Impact of Ecological Factors on Water quality goals

Arsalan Azeez Marif^*

Garden Design Department, Sulaimani Polytechnic University, Sulaimani, Kurdistan Region, Iraq

*Correspondence E-mail: arsalan.marif@spu.edu.iq

Article History: Received: July 30, 2023; Accepted: September 26, 2023 ABSTRACT

A deeper knowledge of the processes that influence environmental elements in areas such as water management, consumer services, water reuse acceptability, and risk communication, among others. Also, as a result of the unique climate, soil features, and agricultural idiosyncrasies, water quality and water management for human welfare and the natural environment. Also, various kinds of contamination may also have an impact on aquatic habitats across the world. Trace metals are one of the most major pollutants that have harmed marine environments. Its release into the marine environment is caused by both natural and human activities. Erosion and pollution are two of the negative repercussions of agricultural operations on soil quality. Pollution from nutrient leaching and intrusion is one of the consequences for water resources. To choose the best long-term solutions for mitigating these effects, researchers should focus on developing an accurate water and soil quality monitoring system at many scales based on a functional evaluation. On the other hand, the review focuses on the influence of metals and nutrients on water quality for water usage and its impact on agricultural output. Its mean water quality great impact on natural and human on the other hand effect on environment and ecosystem. finally this review indicated that many ecological factors positive effects on water quality goals.

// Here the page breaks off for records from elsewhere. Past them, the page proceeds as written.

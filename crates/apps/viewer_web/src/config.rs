use gpu::RenderConfig;
use scene::InteractionConfig;
use serde::{Deserialize, Serialize};
use thiserror::Error;

#[derive(Debug, Clone, PartialEq, Eq, Error)]
pub enum ConfigError {
    #[error("invalid viewer config: {0}")]
    Json(String),
}

/// Viewer settings handed over by the host as JSON. Every field is optional.
#[derive(Debug, Clone, PartialEq, Serialize, Deserialize)]
#[serde(default, rename_all = "camelCase")]
pub struct ViewerConfig {
    /// Remote view the session methods address.
    pub view_id: String,

    /// Minimum interval between scene metadata polls (ms).
    pub poll_interval_ms: f64,

    /// Decode + upload operations per tick.
    pub decode_budget_per_tick: u32,

    /// Fetched payloads allowed to wait for decoding (backpressure).
    pub max_pending_decodes: usize,

    pub rotation_factor: f32,
    pub pan_factor: f32,
    pub zoom_factor: f32,
    pub min_scale: f32,

    /// Point sprite size in pixels.
    pub point_size: f32,
    pub near: f32,
    pub far: f32,

    /// Push the interacted camera back to the server when a drag ends.
    pub push_camera: bool,
    pub camera_push_interval_ms: f64,
}

impl Default for ViewerConfig {
    fn default() -> Self {
        let interaction = InteractionConfig::default();
        let render = RenderConfig::default();
        Self {
            view_id: String::new(),
            poll_interval_ms: 500.0,
            decode_budget_per_tick: 4,
            max_pending_decodes: 256,
            rotation_factor: interaction.rotation_factor,
            pan_factor: interaction.pan_factor,
            zoom_factor: interaction.zoom_factor,
            min_scale: interaction.min_scale,
            point_size: render.point_size,
            near: render.near,
            far: render.far,
            push_camera: false,
            camera_push_interval_ms: 250.0,
        }
    }
}

impl ViewerConfig {
    /// Empty or blank text yields the defaults.
    pub fn from_json(text: &str) -> Result<Self, ConfigError> {
        if text.trim().is_empty() {
            return Ok(Self::default());
        }
        serde_json::from_str(text).map_err(|e| ConfigError::Json(e.to_string()))
    }

    pub fn interaction(&self) -> InteractionConfig {
        InteractionConfig {
            rotation_factor: self.rotation_factor,
            pan_factor: self.pan_factor,
            zoom_factor: self.zoom_factor,
            min_scale: self.min_scale,
        }
    }

    pub fn render(&self) -> RenderConfig {
        RenderConfig {
            near: self.near,
            far: self.far,
            point_size: self.point_size,
        }
    }
}

#[cfg(test)]
mod tests {
    use super::*;
    use pretty_assertions::assert_eq;

    #[test]
    fn missing_fields_take_defaults() {
        let config = ViewerConfig::from_json(r#"{"viewId":"3","pollIntervalMs":100}"#).expect("parse");
        assert_eq!(config.view_id, "3");
        assert_eq!(config.poll_interval_ms, 100.0);
        assert_eq!(config.decode_budget_per_tick, ViewerConfig::default().decode_budget_per_tick);
        assert_eq!(config.interaction(), InteractionConfig::default());
    }

    #[test]
    fn blank_text_is_default() {
        assert_eq!(ViewerConfig::from_json("  ").expect("blank"), ViewerConfig::default());
    }

    #[test]
    fn malformed_json_is_an_error() {
        assert!(matches!(ViewerConfig::from_json("{"), Err(ConfigError::Json(_))));
    }
}
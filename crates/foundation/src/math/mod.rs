pub mod matrix;

pub use matrix::*;

pub use glam::{Mat3, Mat4, Vec3, Vec4};
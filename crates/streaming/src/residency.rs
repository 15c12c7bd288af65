/// Lifecycle of one object part in the cache.
///
/// Missing → Requested → Decoding → Resident. A failed fetch or decode goes
/// back to Missing so the next reconcile asks for it again.
#[derive(Debug, Copy, Clone, PartialEq, Eq)]
pub enum ResidencyState {
    Missing,
    Requested,
    Decoding,
    Resident,
}

/// Slot holding one part. In-flight states carry the generation of the fetch
/// that owns them; results from any other generation are stale.
#[derive(Debug)]
pub enum PartSlot<P> {
    Missing,
    Requested { generation: u64 },
    Decoding { generation: u64 },
    Resident(P),
}

impl<P> PartSlot<P> {
    pub fn state(&self) -> ResidencyState {
        match self {
            PartSlot::Missing => ResidencyState::Missing,
            PartSlot::Requested { .. } => ResidencyState::Requested,
            PartSlot::Decoding { .. } => ResidencyState::Decoding,
            PartSlot::Resident(_) => ResidencyState::Resident,
        }
    }

    /// Generation of the fetch currently owning this slot, if any.
    pub fn in_flight_generation(&self) -> Option<u64> {
        match self {
            PartSlot::Requested { generation } | PartSlot::Decoding { generation } => {
                Some(*generation)
            }
            PartSlot::Missing | PartSlot::Resident(_) => None,
        }
    }

    pub fn resident(&self) -> Option<&P> {
        match self {
            PartSlot::Resident(p) => Some(p),
            _ => None,
        }
    }

    pub fn into_resident(self) -> Option<P> {
        match self {
            PartSlot::Resident(p) => Some(p),
            _ => None,
        }
    }
}

impl<P> Default for PartSlot<P> {
    fn default() -> Self {
        PartSlot::Missing
    }
}

#[cfg(test)]
mod tests {
    use super::*;

    #[test]
    fn in_flight_generation_only_for_pending_slots() {
        assert_eq!(PartSlot::<u8>::Requested { generation: 3 }.in_flight_generation(), Some(3));
        assert_eq!(PartSlot::<u8>::Decoding { generation: 4 }.in_flight_generation(), Some(4));
        assert_eq!(PartSlot::Resident(1u8).in_flight_generation(), None);
        assert_eq!(PartSlot::<u8>::default().state(), ResidencyState::Missing);
    }
}
impl<B: GpuBackend, O: Overlay2d, S: SessionChannel> Viewer<B, O, S> {
    pub fn new(config: ViewerConfig, backend: B, overlay: O, session: S) -> Self {
        let render = config.render();
        let mut viewer = Self::without_renderer(config, overlay, session);
        match RenderPipeline::new(backend, render) {
            Ok(pipeline) => viewer.pipeline = Some(pipeline),
            Err(err) => viewer.fail(&err),
        }
        viewer
    }

    /// A viewer whose graphics backend could not be created. It never polls
    /// or draws.
    pub fn unsupported(config: ViewerConfig, overlay: O, session: S, error: GpuError) -> Self {
        let mut viewer = Self::without_renderer(config, overlay, session);
        viewer.fail(&error);
        viewer
    }

    fn without_renderer(config: ViewerConfig, overlay: O, session: S) -> Self {
        Self {
            interaction: InteractionController::new(config.interaction()),
            poll: PollGate::new(config.poll_interval_ms),
            decodes: DecodeQueue::new(config.max_pending_decodes),
            config,
            session,
            pipeline: None,
            overlay,
            status: ViewerStatus::Running,
            scene: SceneGraph::new(),
            cache: ObjectCache::new(),
            in_flight: FuturesUnordered::new(),
            events: EventBus::new(),
            frame: Frame::first(Time(0.0)),
            metrics: Metrics::new(),
            active: true,
            render_requested: false,
            camera_push_pending: false,
            last_camera_push: None,
        }
    }

    fn fail(&mut self, error: &GpuError) {
        tracing::error!(error = %error, "renderer unavailable");
        self.status = ViewerStatus::Failed(UNSUPPORTED_MESSAGE.to_string());
    }

    pub fn status(&self) -> &ViewerStatus {
        &self.status
    }

    pub fn config(&self) -> &ViewerConfig {
        &self.config
    }

    pub fn session(&self) -> &S {
        &self.session
    }

    pub fn scene(&self) -> &SceneGraph {
        &self.scene
    }

    pub fn cache(&self) -> &ObjectCache<GpuPrimitive> {
        &self.cache
    }

    pub fn interaction(&self) -> &InteractionController {
        &self.interaction
    }

    pub fn metrics(&self) -> &Metrics {
        &self.metrics
    }

    pub fn pipeline(&self) -> Option<&RenderPipeline<B>> {
        self.pipeline.as_ref()
    }

    pub fn overlay(&self) -> &O {
        &self.overlay
    }

    pub fn emit(&mut self, event: HostEvent) {
        self.events.emit(self.frame, event);
    }

    pub fn resize(&mut self, width: u32, height: u32) {
        if let Some(pipeline) = self.pipeline.as_mut() {
            pipeline.set_size(width, height);
        }
    }

    pub fn tick(&mut self, now_ms: f64) -> TickReport {
        let now = Time::from_millis(now_ms);
        self.frame = self.frame.next(now);
        let mut report = TickReport {
            frame_index: self.frame.index,
            ..TickReport::default()
        };
        if self.pipeline.is_none() {
            self.events.drain();
            return report;
        }

        for stamped in self.events.drain() {
            self.handle_event(stamped.event);
        }
        report.polled = self.maybe_poll(now);
        report.completions = self.poll_in_flight();
        report.decoded = self.run_decodes();
        self.maybe_push_camera(now);

        if self.active || self.render_requested {
            report.frame = self.draw();
        }
        self.render_requested = false;
        self.update_gauges();
        report
    }

    pub fn stats(&self) -> ViewerStats {
        ViewerStats {
            status: self.status.clone(),
            scene_revision: self.scene.revision(),
            metrics: self.metrics.snapshot(),
        }
    }

    /// [`stats`](Self::stats) as JSON for the host.
    pub fn stats_json(&self) -> String {
        serde_json::to_string(&self.stats()).unwrap_or_else(|err| {
            tracing::warn!(error = %err, "stats serialization failed");
            String::from("{}")
        })
    }

    fn handle_event(&mut self, event: HostEvent) {
        match event {
            HostEvent::InvalidateScene => self.poll.invalidate(),
            HostEvent::Render => self.render_requested = true,
            HostEvent::Active { active } => {
                tracing::debug!(active, "viewer activity changed");
                self.active = active;
            }
            HostEvent::Mouse {
                action,
                button,
                x,
                y,
                delta,
            } => {
                let event = MouseEvent {
                    action: action.into(),
                    button,
                    x,
                    y,
                    delta,
                };
                let depth = self.scene.world_depth() as f32;
                if self.interaction.handle(event, depth) == InteractionOutcome::DragEnded
                    && self.config.push_camera
                {
                    self.camera_push_pending = true;
                }
            }
        }
    }

    fn maybe_poll(&mut self, now: Time) -> bool {
        match self.poll.check(now, self.interaction.is_dragging(), self.active) {
            PollDecision::Poll => {
                self.poll.begin(now);
                let call = self.session.get_scene_metadata(&self.config.view_id);
                self.in_flight.push(call.map(Completion::Metadata).boxed_local());
                self.metrics.inc(metric::POLLS);
                true
            }
            decision => {
                tracing::trace!(?decision, "metadata poll skipped");
                false
            }
        }
    }

    /// Polls every in-flight call once. Calls issued while handling the
    /// completions are first polled on the next tick.
    fn poll_in_flight(&mut self) -> usize {
        let mut cx = Context::from_waker(noop_waker_ref());
        let mut completed = Vec::new();
        while let Poll::Ready(Some(completion)) = self.in_flight.poll_next_unpin(&mut cx) {
            completed.push(completion);
        }
        let count = completed.len();
        for completion in completed {
            self.complete(completion);
        }
        count
    }

    fn complete(&mut self, completion: Completion) {
        match completion {
            Completion::Metadata(result) => {
                self.poll.finish();
                match result {
                    Ok(text) => match SceneDescriptor::from_json(&text) {
                        Ok(descriptor) => self.apply_descriptor(&descriptor),
                        Err(err) => {
                            tracing::warn!(error = %err, "scene metadata rejected");
                            self.metrics.inc(metric::SCENE_INVALID);
                        }
                    },
                    Err(err) => {
                        tracing::warn!(error = %err, "scene metadata poll failed");
                        self.metrics.inc(metric::POLL_FAILED);
                    }
                }
            }
            Completion::Part { request, result } => match result {
                Ok(payload) => {
                    if self.cache.begin_decode(&request.token) == FetchOutcome::StaleFetchDiscard {
                        tracing::debug!(token = %request.token, "stale fetch discarded");
                        self.metrics.inc(metric::STALE_DISCARDS);
                        return;
                    }
                    if let Err(full) = self.decodes.try_submit(&request, payload) {
                        tracing::warn!(token = %request.token, error = %full, "decode queue full");
                        self.cache.mark_failed(&request.token);
                        self.metrics.inc(metric::DECODE_DROPPED);
                    }
                }
                Err(err) => {
                    if self.cache.mark_failed(&request.token) {
                        tracing::warn!(token = %request.token, error = %err, "part fetch failed");
                        self.metrics.inc(metric::FETCH_FAILED);
                    } else {
                        self.metrics.inc(metric::STALE_DISCARDS);
                    }
                }
            },
            Completion::CameraPush(result) => {
                if let Err(err) = result {
                    tracing::warn!(error = %err, "camera push failed");
                    self.metrics.inc(metric::CAMERA_PUSH_FAILED);
                }
            }
        }
    }

    fn apply_descriptor(&mut self, descriptor: &SceneDescriptor) {
        let update = self.scene.update(descriptor);
        if update.camera_reset {
            self.interaction.reset();
            self.metrics.inc(metric::CAMERA_RESETS);
        }

        for request in self.cache.reconcile(descriptor) {
            self.fetch(request);
        }

        let cache = &self.cache;
        let dropped = self.decodes.discard_stale(|token| cache.is_current(token));
        if dropped > 0 {
            self.metrics.inc_counter(metric::STALE_DISCARDS, dropped as u64);
        }
        self.collect_garbage();
    }

    fn fetch(&mut self, request: FetchRequest) {
        let call = self
            .session
            .get_webgl_data(&self.config.view_id, request.token.id(), request.token.part);
        self.metrics.inc(metric::FETCHES);
        self.in_flight
            .push(call.map(move |result| Completion::Part { request, result }).boxed_local());
    }

    fn collect_garbage(&mut self) {
        let referenced = self.scene.referenced_keys();
        let evicted = self.cache.garbage_collect(&referenced);
        if evicted.is_empty() {
            return;
        }
        self.metrics.inc_counter(metric::EVICTED, evicted.len() as u64);
        if let Some(pipeline) = self.pipeline.as_mut() {
            for (_, primitive) in evicted {
                pipeline.release(primitive);
            }
        }
    }

    fn run_decodes(&mut self) -> u32 {
        let mut budget = FrameBudget::new(self.config.decode_budget_per_tick);
        let mut decoded = 0;
        while let Some(job) = self.decodes.pop_next_with_budget(&mut budget) {
            if self.decode(job) {
                decoded += 1;
            }
        }
        decoded
    }

    fn decode(&mut self, job: DecodeJob) -> bool {
        let Some(pipeline) = self.pipeline.as_mut() else {
            return false;
        };
        if !self.cache.is_current(&job.token) {
            self.metrics.inc(metric::STALE_DISCARDS);
            return false;
        }

        let primitive = match decode_payload(&job.payload) {
            Ok(primitive) => primitive,
            Err(err) => {
                tracing::warn!(token = %job.token, error = %err, "part decode failed");
                self.cache.mark_failed(&job.token);
                self.metrics.inc(metric::DECODE_FAILED);
                return false;
            }
        };
        let kind = primitive.kind();
        let uploaded = match pipeline.upload(primitive) {
            Ok(uploaded) => uploaded,
            Err(err) => {
                tracing::warn!(token = %job.token, kind, error = %err, "part upload failed");
                self.cache.mark_failed(&job.token);
                self.metrics.inc(metric::UPLOAD_FAILED);
                return false;
            }
        };

        match self.cache.insert(&job.token, uploaded) {
            Ok(Inserted::Complete) => {
                self.metrics.inc(metric::DECODED);
                self.collect_garbage();
                true
            }
            Ok(Inserted::Partial { .. }) => {
                self.metrics.inc(metric::DECODED);
                true
            }
            Err(rejected) => {
                tracing::debug!(token = %job.token, error = %rejected.error, "decoded part rejected");
                pipeline.release(rejected.primitive);
                self.metrics.inc(metric::STALE_DISCARDS);
                false
            }
        }
    }

    fn maybe_push_camera(&mut self, now: Time) {
        if !self.camera_push_pending {
            return;
        }
        if let Some(last) = self.last_camera_push
            && now.millis_since(last) < self.config.camera_push_interval_ms
        {
            return;
        }
        self.camera_push_pending = false;
        let Some(camera) = self.scene.world_camera() else {
            return;
        };
        let pose = self.interaction.effective_camera(camera, self.scene.center());
        let call = self.session.update_camera(
            &self.config.view_id,
            pose.focal_point,
            pose.view_up,
            pose.eye,
        );
        self.in_flight.push(call.map(Completion::CameraPush).boxed_local());
        self.last_camera_push = Some(now);
        self.metrics.inc(metric::CAMERA_PUSHES);
    }

    fn draw(&mut self) -> Option<FrameStats> {
        let pipeline = self.pipeline.as_mut()?;
        match pipeline.draw(
            &self.scene,
            &self.cache,
            self.interaction.transform(),
            &mut self.overlay,
        ) {
            Ok(stats) => {
                self.metrics.inc(metric::FRAMES);
                if stats.failures > 0 {
                    self.metrics.inc_counter(metric::DRAW_FAILURES, u64::from(stats.failures));
                }
                self.metrics.record_histogram(metric::DRAWS_PER_FRAME, i64::from(stats.draws));
                Some(stats)
            }
            Err(err) => {
                tracing::warn!(error = %err, "frame failed");
                self.metrics.inc(metric::FRAME_FAILED);
                None
            }
        }
    }

    fn update_gauges(&mut self) {
        self.metrics.set_gauge(metric::CACHE_ENTRIES, self.cache.len() as i64);
        self.metrics
            .set_gauge(metric::RESIDENT_PARTS, self.cache.resident_parts() as i64);
        self.metrics.set_gauge(metric::PENDING_DECODES, self.decodes.len() as i64);
        self.metrics.set_gauge(metric::IN_FLIGHT, self.in_flight.len() as i64);
    }
}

Keywords: Agriculture, Ecosystem, Environment, Land, Water.

1. INTRODUCTION

Ecology has undergone a progression from observational and analytical research to a process-oriented, frequently experimental, approach, and the questions raised have shifted from 'who, what, where, and how much? "Why and how? Artificial island science is an important science and a process-oriented analysis has often been given low priority.

In many studies, Ecology has followed a progression from empirical and theoretical to a process-oriented, mostly experimental approach, with many physical and biological effects influencing the consistency of water in the ecosystem. Streams, water bodies, including inland wetlands are all interconnected components of water bodies, and the physical and chemical state of these ecosystems reflect land use patterns and the physical qualities of the locations in which they exist. Marine areas with major water sources, on the other hand, are situated on the edges of watersheds, and the quality of water in coastal ecosystems can be tied to both onshore and offshore environments. Though coastal systems cannot be as closely connected near wetlands as systems entrenched popular watersheds, coastal regions are among the most densely populated areas on

Earth, and there is a widespread problem with the loss of coastal receiving waters (Nixon 1995;

U.S. EPA 2001).

There is growing awareness among managers and researchers that the ecological condition of coastal habitats in La La is a major concern (U.S. and Canada 1997). The Great Lakes Coastal Wetlands are situated at the border between the watershed and the bay and are extremely vulnerable to land stressors. Availability of high-quality water is a necessary factor in the prevention of diseases and the enhancement of quality of life (Oluduro and Aderiye, 2007). Water is a required ingredient for the endurance of life on earth, and includes rocks, which are important for human life as well as for earth and sea life (Versari et al., 2002). Lakes have long been the subject of human interest. Several cities also developed commercial infrastructures and agricultural complexes in the vicinity of rivers and other water sources. Human population expansion and increased careless use of water supplies have damaged the quality of river and lake water.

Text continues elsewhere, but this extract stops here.